*Requirement*. A line qualifies if it holds the string "last". Copy every qualifying line from the records.

*Data records*.

__________

impl AnimatedCharacter {
    /// Create a character with no sheet or clips
    pub fn new(settings: CharacterSettings) -> Result<Self, AnimationError> {
        settings.validate()?;

        Ok(Self {
            position: settings.position,
            scale: settings.scale,
            sheet: None,
            controller: AnimationController::new(),
            direction: DirectionState::new(settings.direction_mode),
            frames: FrameCache::new(),
            display: None,
            next_slot: 0,
        })
    }

    /// Create another character at `(x, y)` sharing this one's sheet and clips
    ///
    /// The new character starts idle, facing right, with empty caches.
    pub fn spawn_like(&self, x: f32, y: f32) -> Self {
        Self {
            position: Vec2::new(x, y),
            scale: self.scale,
            sheet: self.sheet.clone(),
            controller: AnimationController::with_clips(self.controller.shared_clips()),
            direction: DirectionState::new(self.direction.mode()),
            frames: FrameCache::new(),
            display: None,
            next_slot: self.next_slot,
        }
    }

    /// Load a sheet from disk and make it this character's sheet
    ///
    /// Restarts sequential frame allocation at frame 1.
    pub fn load_sheet<P: AsRef<Path>>(
        &mut self,
        path: P,
        frame_width: u32,
        frame_height: u32,
        policy: SlicePolicy,
    ) -> Result<(), AnimationError> {
        let sheet = SpriteSheet::open(path, frame_width, frame_height, policy)?;
        self.set_sheet(Arc::new(sheet))?;
        self.next_slot = 0;
        Ok(())
    }

    /// Use a (possibly shared) sheet, e.g. after a reload
    ///
    /// Every defined clip must still fit the new sheet; otherwise the old
    /// sheet is kept. Cached frames are dropped.
    pub fn set_sheet(&mut self, sheet: Arc<SpriteSheet>) -> Result<(), AnimationError> {
        self.controller.clips().validate_all(sheet.frames())?;
        self.sheet = Some(sheet);
        self.invalidate_frames();
        Ok(())
    }

    fn table(&self) -> Result<&FrameTable, AnimationError> {
        self.sheet
            .as_deref()
            .map(SpriteSheet::frames)
            .ok_or(AnimationError::SheetNotLoaded)
    }

    fn define(&mut self, clip: AnimationClip) -> Result<(), AnimationError> {
        let sheet = self.sheet.clone().ok_or(AnimationError::SheetNotLoaded)?;
        self.controller.define(clip, sheet.frames())?;
        self.refresh_display();
        Ok(())
    }

    fn out_of_bounds(&self) -> AnimationError {
        AnimationError::FrameIndexOutOfBounds {
            index: FrameIndex::MAX,
            frame_count: self.table().map_or(0, FrameTable::len),
        }
    }

    /// Define a clip over an inclusive 1-based frame range
    pub fn define_from_range(
        &mut self,
        name: &str,
        start: FrameIndex,
        end: FrameIndex,
        speed: u32,
        looping: bool,
    ) -> Result<(), AnimationError> {
        let sheet = self.sheet.clone().ok_or(AnimationError::SheetNotLoaded)?;
        self.define(AnimationClip::from_range_in(
            sheet.frames(),
            name,
            start,
            end,
            speed,
            looping,
        )?)
    }

    /// Define a clip over an explicit list of frames
    pub fn define_from_frames(
        &mut self,
        name: &str,
        frames: &[FrameIndex],
        speed: u32,
        looping: bool,
    ) -> Result<(), AnimationError> {
        self.define(AnimationClip::new(name, frames.to_vec(), speed, looping)?)
    }

    /// Define `<base>_left` and `<base>_right` clips
    ///
    /// Only valid in [`DirectionMode::SeparateDirections`]. Either both clips
    /// are registered or neither is.
    pub fn define_directional(
        &mut self,
        base: &str,
        left: &[FrameIndex],
        right: &[FrameIndex],
        speed: u32,
        looping: bool,
    ) -> Result<(), AnimationError> {
        self.require_separate_directions()?;

        let clips = vec![
            AnimationClip::new(
                &ClipRegistry::directional_name(base, Facing::Left),
                left.to_vec(),
                speed,
                looping,
            )?,
            AnimationClip::new(
                &ClipRegistry::directional_name(base, Facing::Right),
                right.to_vec(),
                speed,
                looping,
            )?,
        ];

        let sheet = self.sheet.clone().ok_or(AnimationError::SheetNotLoaded)?;
        self.controller.define_all(clips, sheet.frames())?;
        self.refresh_display();
        Ok(())
    }

    /// Define a clip from the first `frame_count` frames of a grid row
    ///
    /// Rows are zero-based. A count wider than the row continues onto the
    /// following rows in reading order.
    pub fn define_row(
        &mut self,
        name: &str,
        row: u32,
        frame_count: u32,
        speed: u32,
        looping: bool,
    ) -> Result<(), AnimationError> {
        if frame_count == 0 {
            return Err(AnimationError::EmptyClip(name.to_string()));
        }

        let columns = self.table()?.columns();
        let range = row
            .checked_mul(columns)
            .and_then(|first| first.checked_add(1))
            .and_then(|start| Some((start, start.checked_add(frame_count - 1)?)));
        let Some((start, end)) = range else {
            return Err(self.out_of_bounds());
        };
        self.define_from_range(name, start, end, speed, looping)
    }

    /// Define a clip from the next `frame_count` unused frames of the sheet
    pub fn define_sequential(
        &mut self,
        name: &str,
        frame_count: u32,
        speed: u32,
        looping: bool,
    ) -> Result<(), AnimationError> {
        let columns = self.table()?.columns();
        self.define_sequential_packed(name, frame_count, columns, speed, looping)
    }

    /// Define a clip from the next `frame_count` unused slots, with clips
    /// packed `columns` slots per row
    ///
    /// Packing narrower than the sheet leaves its right-hand frames unused.
    pub fn define_sequential_packed(
        &mut self,
        name: &str,
        frame_count: u32,
        columns: u32,
        speed: u32,
        looping: bool,
    ) -> Result<(), AnimationError> {
        if frame_count == 0 {
            return Err(AnimationError::EmptyClip(name.to_string()));
        }
        if columns == 0 {
            return Err(AnimationError::InvalidColumns(columns));
        }

        let table = self.table()?;
        let mut frames = Vec::new();
        for offset in 0..frame_count {
            // Stops at the first slot past the sheet, so huge counts are cheap
            let index = self
                .next_slot
                .checked_add(offset)
                .and_then(|slot| table.index_at(slot % columns, slot / columns));
            match index {
                Some(index) => frames.push(index),
                None => return Err(self.out_of_bounds()),
            }
        }

        self.define(AnimationClip::new(name, frames, speed, looping)?)?;
        self.next_slot += frame_count;
        Ok(())
    }

    /// Define a clip that plays the first `frame_count` frames of its own sheet
    pub fn define_from_sheet(
        &mut self,
        name: &str,
        sheet: Arc<SpriteSheet>,
        frame_count: u32,
        speed: u32,
        looping: bool,
    ) -> Result<(), AnimationError> {
        let own = Arc::clone(&sheet);
        let clip = AnimationClip::from_sheet(name, sheet, frame_count, speed, looping)?;
        self.controller.define(clip, own.frames())?;
        self.refresh_display();
        Ok(())
    }

    /// Define `<base>_left` and `<base>_right` clips, each with its own sheet
    ///
    /// Only valid in [`DirectionMode::SeparateDirections`]. Either both clips
    /// are registered or neither is.
    pub fn define_directional_sheets(
        &mut self,
        base: &str,
        left: Arc<SpriteSheet>,
        right: Arc<SpriteSheet>,
        frame_count: u32,
        speed: u32,
        looping: bool,
    ) -> Result<(), AnimationError> {
        self.require_separate_directions()?;

        let own = Arc::clone(&left);
        let left = AnimationClip::from_sheet(
            &ClipRegistry::directional_name(base, Facing::Left),
            left,
            frame_count,
            speed,
            looping,
        )?;
        let right = AnimationClip::from_sheet(
            &ClipRegistry::directional_name(base, Facing::Right),
            right,
            frame_count,
            speed,
            looping,
        )?;

        self.controller.define_all(vec![left, right], own.frames())?;
        self.refresh_display();
        Ok(())
    }

    fn require_separate_directions(&self) -> Result<(), AnimationError> {
        let mode = self.direction.mode();
        if mode != DirectionMode::SeparateDirections {
            return Err(AnimationError::InvalidDirectionMode {
                expected: DirectionMode::SeparateDirections,
                actual: mode,
            });
        }
        Ok(())
    }

    /// Resolve the clip name `play` would use for the current facing
    fn resolve_clip_name(&self, name: &str) -> String {
        if self.direction.mode() == DirectionMode::SeparateDirections {
            let directional = ClipRegistry::directional_name(name, self.direction.facing());
            if self.controller.clips().contains(&directional) {
                return directional;
            }
        }
        name.to_string()
    }

    /// Play an animation by name
    ///
    /// In separate-directions mode `<name>_left` / `<name>_right` is preferred
    /// for the current facing, falling back to `name`. Playing the active,
    /// unfinished clip again does nothing.
    pub fn play(&mut self, name: &str) -> Result<(), AnimationError> {
        let resolved = self.resolve_clip_name(name);
        self.controller.play(&resolved).map_err(|e| match e {
            AnimationError::UnknownAnimation(_) => AnimationError::UnknownAnimation(name.to_string()),
            other => other,
        })?;
        self.refresh_display();
        Ok(())
    }

    /// Play an animation from its first frame, even if it is already active
    pub fn restart(&mut self, name: &str) -> Result<(), AnimationError> {
        let resolved = self.resolve_clip_name(name);
        self.controller.restart(&resolved).map_err(|e| match e {
            AnimationError::UnknownAnimation(_) => AnimationError::UnknownAnimation(name.to_string()),
            other => other,
        })?;
        self.refresh_display();
        Ok(())
    }

    /// Deselect the active animation
    pub fn stop(&mut self) {
        self.controller.stop();
        self.display = None;
    }

    /// Advance one tick and prepare the frame to display
    ///
    /// Call exactly once per host frame.
    pub fn update(&mut self) {
        self.controller.update();
        self.refresh_display();
    }

    /// Sheet the displayed frame comes from: the active clip's own sheet,
    /// else the character's
    fn active_sheet(&self) -> Option<&Arc<SpriteSheet>> {
        self.controller
            .current_clip()
            .and_then(AnimationClip::sheet)
            .or(self.sheet.as_ref())
    }

    /// Crop, scale and mirror the current frame into the caches
    fn refresh_display(&mut self) {
        let frame = self.controller.current_frame();
        let (Some(index), Some(sheet)) = (frame, self.active_sheet().cloned()) else {
            self.display = None;
            return;
        };
        let key = (sheet.id(), index);

        if !self.frames.contains(key) {
            let Some(mut image) = sheet.frame_image(index) else {
                self.display = None;
                return;
            };
            if !approx_equal(self.scale, 1.0, f32::EPSILON) {
                image = imageops::resize(
                    &image,
                    scaled_dimension(image.width(), self.scale),
                    scaled_dimension(image.height(), self.scale),
                    FilterType::Nearest,
                );
            }
            self.frames.get_or_insert_with(key, || image);
        }

        let flipped = self.direction.should_flip();
        if let Some(base) = self.frames.get(key) {
            self.direction.resolve(key, base);
        }

        self.display = Some(DisplayFrame { key, flipped });
    }

    fn invalidate_frames(&mut self) {
        self.frames.invalidate();
        self.direction.invalidate();
        self.refresh_display();
    }

    /// Image to draw for the current frame, as of the last update
    pub fn image(&self) -> Option<&RgbaImage> {
        let display = self.display?;
        if display.flipped {
            self.direction.flipped(display.key)
        } else {
            self.frames.get(display.key)
        }
    }

    /// Bounding box of the displayed frame in host coordinates
    pub fn rect(&self) -> Rect {
        let (width, height) = self
            .active_sheet()
            .map(|sheet| {
                let table = sheet.frames();
                (
                    scaled_dimension(table.frame_width(), self.scale),
                    scaled_dimension(table.frame_height(), self.scale),
                )
            })
            .unwrap_or((0, 0));

        Rect::new(self.position.x, self.position.y, width as f32, height as f32)
    }

    /// Move by a delta; in auto-flip mode horizontal movement sets facing
    pub fn move_by(&mut self, dx: f32, dy: f32) {
        self.position += Vec2::new(dx, dy);
        self.direction.on_move(dx);
    }

    /// Set character position (for teleporting/respawning)
    pub fn set_position(&mut self, x: f32, y: f32) {
        self.position = Vec2::new(x, y);
    }

    /// Change the display scale, rebuilding all cached frames
    pub fn set_scale(&mut self, scale: f32) -> Result<(), AnimationError> {
        if !is_valid_scale(scale) {
            return Err(AnimationError::InvalidScale(scale));
        }
        if scale != self.scale {
            debug!("Rescaling character from {} to {}", self.scale, scale);
            self.scale = scale;
            self.invalidate_frames();
        }
        Ok(())
    }

    /// Explicitly set facing (valid in every direction mode)
    pub fn set_facing(&mut self, facing: Facing) {
        self.direction.set_facing(facing);
    }

    /// Check if a non-looping animation ran past its last frame
    pub fn is_finished(&self) -> bool {
        self.controller.is_finished()
    }

    pub fn status(&self) -> PlaybackStatus {
        self.controller.status()
    }

    /// Name of the active clip (direction suffix included)
    pub fn current_animation(&self) -> Option<&str> {
        self.controller.current_animation()
    }

    /// Sheet frame currently selected by playback
    pub fn current_frame(&self) -> Option<FrameIndex> {
        self.controller.current_frame()
    }

    pub fn controller(&self) -> &AnimationController {
        &self.controller
    }

    pub fn clips(&self) -> &ClipRegistry {
        self.controller.clips()
    }

    pub fn sheet(&self) -> Option<&Arc<SpriteSheet>> {
        self.sheet.as_ref()
    }

    pub fn position(&self) -> Vec2 {
        self.position
    }

    pub fn scale(&self) -> f32 {
        self.scale
    }

    pub fn facing(&self) -> Facing {
        self.direction.facing()
    }

    pub fn direction_mode(&self) -> DirectionMode {
        self.direction.mode()
    }

    /// Bumped every time cached frames are thrown away (sheet or scale change)
    pub fn geometry_version(&self) -> u64 {
        self.frames.version()
    }

    /// Number of mirrored frames currently cached
    pub fn cached_flips(&self) -> usize {
        self.direction.flip_cache().len()
    }
}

__________

*Response to this exercise*.
    /// Image to draw for the current frame, as of the last update
    /// Check if a non-looping animation ran past its last frame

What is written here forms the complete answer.